# Gyno reversal?



## bgib

I ran a PH cycle a few months ago and after I finished a 6 week pct I started getting gyno, I waited a couple weeks and it just kept growing and growing.i ordered some arimidex and tamoxifen to try to reverse it, I know letro is what people suggest but I didn't want to completely crash my e and feel like shit for a month. can anyone tell me if it would be better to run only tamoxifen, only arimidex or both simotaniously and then cut out the arimidex after a while and continue tamox. any insight from someone with experience would be great. thanks


----------



## DocDePanda187123

Tamoxifen 20mg a day until gone


----------



## GYMBRAT

Only shitty deal is now you will ALWAYS get it while on cycle unless you keep up with an AI

So keep that in mind


----------



## DocDePanda187123

GYMBRAT said:


> Only shitty deal is now you will ALWAYS get it while on cycle unless you keep up with an AI
> 
> So keep that in mind



That is not true.


----------



## BiologicalChemist

What pro-hormone? Don't wouldn't run these..if you're going to jump on something do the real thing and be prepared before you start. Sorry to hear about the gyno though, that sucks. Always run an ai from day one. I've read Reversal is difficult once gyno or tissue growth has occurred..letro would be best bet but you may have to deal with the risk of a short-term libido crash.
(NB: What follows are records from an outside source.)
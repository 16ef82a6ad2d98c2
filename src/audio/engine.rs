//! `rodio` implementation of [`AudioEngine`] / [`Sound`].
//!
//! Each sound owns a [`StreamBuffer`] filled by a loader thread. Starting a
//! sound spawns a decoder thread over a fresh reader; once the decoder has
//! probed the format it is handed back and attached to a new `Sink` during
//! the next [`Sound::poll`]. Replaying after `stop` reuses the buffer.

use std::cell::RefCell;
use std::rc::{self, Rc};
use std::sync::mpsc::{self, Receiver, TryRecvError};
use std::sync::{self as stdsync, Arc};
use std::thread;
use std::time::Duration;

use rodio::mixer::Mixer;
use rodio::{Decoder, OutputStream, OutputStreamBuilder, Sink, Source};
use tracing::{debug, warn};

use super::stream::{StreamBuffer, StreamReader, spawn_fill};
use super::types::{AudioEngine, AudioError, Callback, Sound, SoundOptions};

const CONNECT_TIMEOUT: Duration = Duration::from_secs(10);

/// State shared between the engine and every sound it created.
struct Registry {
    volume: f32,
    /// Bumped by `unload_all`; sounds activated in an older epoch are dead.
    epoch: u64,
    sinks: Vec<rc::Weak<Sink>>,
    buffers: Vec<stdsync::Weak<StreamBuffer>>,
}

pub struct RodioEngine {
    stream: OutputStream,
    client: reqwest::blocking::Client,
    registry: Rc<RefCell<Registry>>,
}

impl RodioEngine {
    /// Open the default output device.
    pub fn new(volume: f32) -> Result<Self, AudioError> {
        let mut stream = OutputStreamBuilder::open_default_stream()
            .map_err(|e| AudioError::NoOutputDevice(e.to_string()))?;
        // rodio logs to stderr when OutputStream is dropped, which would
        // scribble over the TUI.
        stream.log_on_drop(false);

        // No overall timeout: a streamed body may take longer than any fixed limit.
        let client = reqwest::blocking::Client::builder()
            .connect_timeout(CONNECT_TIMEOUT)
            .timeout(None)
            .build()
            .map_err(|e| AudioError::Open {
                src: "http client".to_string(),
                reason: e.to_string(),
            })?;

        Ok(Self {
            stream,
            client,
            registry: Rc::new(RefCell::new(Registry {
                volume: volume.clamp(0.0, 1.0),
                epoch: 0,
                sinks: Vec::new(),
                buffers: Vec::new(),
            })),
        })
    }
}

impl AudioEngine for RodioEngine {
    type Sound = RodioSound;

    fn create(&mut self, options: SoundOptions) -> Result<RodioSound, AudioError> {
        let SoundOptions {
            src,
            on_audible,
            on_ended,
        } = options;

        let buffer = StreamBuffer::new();
        spawn_fill(src.clone(), Arc::clone(&buffer), self.client.clone()).map_err(|e| {
            AudioError::Open {
                src: src.clone(),
                reason: e.to_string(),
            }
        })?;
        debug!(src = %src, "sound created");

        let mut registry = self.registry.borrow_mut();
        registry.buffers.retain(|b| b.strong_count() > 0);
        registry.buffers.push(Arc::downgrade(&buffer));
        let epoch = registry.epoch;
        drop(registry);

        Ok(RodioSound {
            src,
            buffer,
            mixer: self.stream.mixer().clone(),
            registry: Rc::clone(&self.registry),
            epoch,
            phase: Phase::Idle,
            total: None,
            audible_fired: false,
            on_audible,
            on_ended,
        })
    }

    fn set_volume(&mut self, volume: f32) {
        let mut registry = self.registry.borrow_mut();
        registry.volume = volume.clamp(0.0, 1.0);
        let v = registry.volume;
        registry.sinks.retain(|s| match s.upgrade() {
            Some(sink) => {
                sink.set_volume(v);
                true
            }
            None => false,
        });
    }

    fn unload_all(&mut self) {
        let mut registry = self.registry.borrow_mut();
        registry.epoch += 1;
        for sink in registry.sinks.drain(..).filter_map(|s| s.upgrade()) {
            sink.stop();
        }
        for buffer in registry.buffers.drain(..).filter_map(|b| b.upgrade()) {
            buffer.abort();
        }
        debug!(epoch = registry.epoch, "all sounds unloaded");
    }
}

struct Decoded {
    source: Decoder<StreamReader>,
    total: Option<Duration>,
}

enum Phase {
    /// Never started, or stopped.
    Idle,
    /// Decoder is being prepared on a background thread.
    Starting {
        rx: Receiver<Result<Decoded, AudioError>>,
        paused: bool,
        seek: Option<f64>,
    },
    Active(Rc<Sink>),
    Ended,
    Failed,
}

pub struct RodioSound {
    src: String,
    buffer: Arc<StreamBuffer>,
    mixer: Mixer,
    registry: Rc<RefCell<Registry>>,
    epoch: u64,
    phase: Phase,
    total: Option<Duration>,
    /// Reset whenever playback (re)starts so `on_audible` fires once per start.
    audible_fired: bool,
    on_audible: Callback,
    on_ended: Callback,
}

fn spawn_decoder(
    src: String,
    reader: StreamReader,
) -> Result<Receiver<Result<Decoded, AudioError>>, AudioError> {
    let (tx, rx) = mpsc::channel();
    thread::Builder::new()
        .name("riffle-decoder".into())
        .spawn(move || {
            let result = Decoder::new(reader)
                .map(|source| {
                    let total = source.total_duration();
                    Decoded { source, total }
                })
                .map_err(|e| AudioError::Decode {
                    src,
                    reason: e.to_string(),
                });
            // The sound may have been stopped in the meantime.
            let _ = tx.send(result);
        })
        .map_err(|e| AudioError::Decode {
            src: String::new(),
            reason: e.to_string(),
        })?;
    Ok(rx)
}

impl RodioSound {
    fn start(&mut self) {
        self.audible_fired = false;
        match spawn_decoder(self.src.clone(), self.buffer.reader()) {
            Ok(rx) => {
                self.phase = Phase::Starting {
                    rx,
                    paused: false,
                    seek: None,
                };
            }
            Err(e) => {
                warn!(src = %self.src, error = %e, "could not start decoder");
                self.phase = Phase::Failed;
            }
        }
    }

    fn unloaded(&self) -> bool {
        self.registry.borrow().epoch != self.epoch
    }

    fn activate(&mut self, decoded: Decoded, paused: bool, seek: Option<f64>) {
        let sink = Rc::new(Sink::connect_new(&self.mixer));
        {
            let mut registry = self.registry.borrow_mut();
            sink.set_volume(registry.volume);
            registry.sinks.push(Rc::downgrade(&sink));
        }
        if decoded.total.is_some() {
            self.total = decoded.total;
        }
        sink.append(decoded.source);
        if let Some(secs) = seek {
            if let Err(e) = sink.try_seek(Duration::from_secs_f64(secs.max(0.0))) {
                warn!(src = %self.src, error = %e, "deferred seek failed");
            }
        }
        if paused {
            sink.pause();
        } else {
            sink.play();
        }
        debug!(src = %self.src, paused, "sound active");
        self.phase = Phase::Active(sink);
    }
}

impl Sound for RodioSound {
    fn play(&mut self) {
        if matches!(self.phase, Phase::Idle | Phase::Ended | Phase::Failed) {
            self.start();
            return;
        }
        match &mut self.phase {
            Phase::Starting { paused, .. } => *paused = false,
            Phase::Active(sink) => {
                if sink.is_paused() {
                    sink.play();
                    self.audible_fired = false;
                }
            }
            _ => {}
        }
    }

    fn pause(&mut self) {
        match &mut self.phase {
            Phase::Starting { paused, .. } => *paused = true,
            Phase::Active(sink) => {
                sink.pause();
                self.audible_fired = false;
            }
            _ => {}
        }
    }

    fn stop(&mut self) {
        if let Phase::Active(sink) = &self.phase {
            sink.stop();
        }
        // Dropping a pending receiver cancels the start.
        self.phase = Phase::Idle;
        self.audible_fired = false;
    }

    fn seek_to(&mut self, secs: f64) -> Result<(), AudioError> {
        match &mut self.phase {
            Phase::Active(sink) => sink
                .try_seek(Duration::from_secs_f64(secs.max(0.0)))
                .map_err(|e| AudioError::Seek(e.to_string())),
            Phase::Starting { seek, .. } => {
                *seek = Some(secs);
                Ok(())
            }
            _ => Err(AudioError::NotLoaded),
        }
    }

    fn position(&self) -> f64 {
        match &self.phase {
            Phase::Active(sink) => sink.get_pos().as_secs_f64(),
            Phase::Ended => self.duration().unwrap_or(0.0),
            _ => 0.0,
        }
    }

    fn duration(&self) -> Option<f64> {
        self.total
            .map(|d| d.as_secs_f64())
            .or_else(|| self.buffer.duration())
    }

    fn is_playing(&self) -> bool {
        match &self.phase {
            Phase::Active(sink) => !sink.is_paused() && !sink.empty(),
            _ => false,
        }
    }

    fn poll(&mut self) {
        if self.unloaded() {
            if !matches!(self.phase, Phase::Idle) {
                self.phase = Phase::Idle;
            }
            return;
        }

        let pending = match &self.phase {
            Phase::Starting { rx, paused, seek } => Some((rx.try_recv(), *paused, *seek)),
            _ => None,
        };
        if let Some((received, paused, seek)) = pending {
            match received {
                Ok(Ok(decoded)) => self.activate(decoded, paused, seek),
                Ok(Err(e)) => {
                    let load_error = self.buffer.error();
                    warn!(src = %self.src, error = %e, ?load_error, "sound failed to start");
                    self.phase = Phase::Failed;
                }
                Err(TryRecvError::Empty) => {}
                Err(TryRecvError::Disconnected) => self.phase = Phase::Failed,
            }
        }

        let Phase::Active(sink) = &self.phase else {
            return;
        };

        if sink.is_paused() {
            return;
        }
        if sink.empty() {
            self.phase = Phase::Ended;
            self.audible_fired = false;
            (self.on_ended)();
        } else if !self.audible_fired {
            self.audible_fired = true;
            (self.on_audible)();
        }
    }
}

impl Drop for RodioSound {
    fn drop(&mut self) {
        if let Phase::Active(sink) = &self.phase {
            sink.stop();
        }
        self.buffer.abort();
    }
}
I'd recommend an AI (aromasin) over nolva mainly because ai's are suicidal inhibitors and aromasin is strong but not as strong as letro. It's hard to tell without blood-work, find out where your E2 is at. Gd luck.


----------



## John Ziegler

BiologicalChemist said:


> I'd recommend an AI (aromasin) over nolva mainly because ai's are suicidal inhibitors and aromasin is strong but not as strong as letro.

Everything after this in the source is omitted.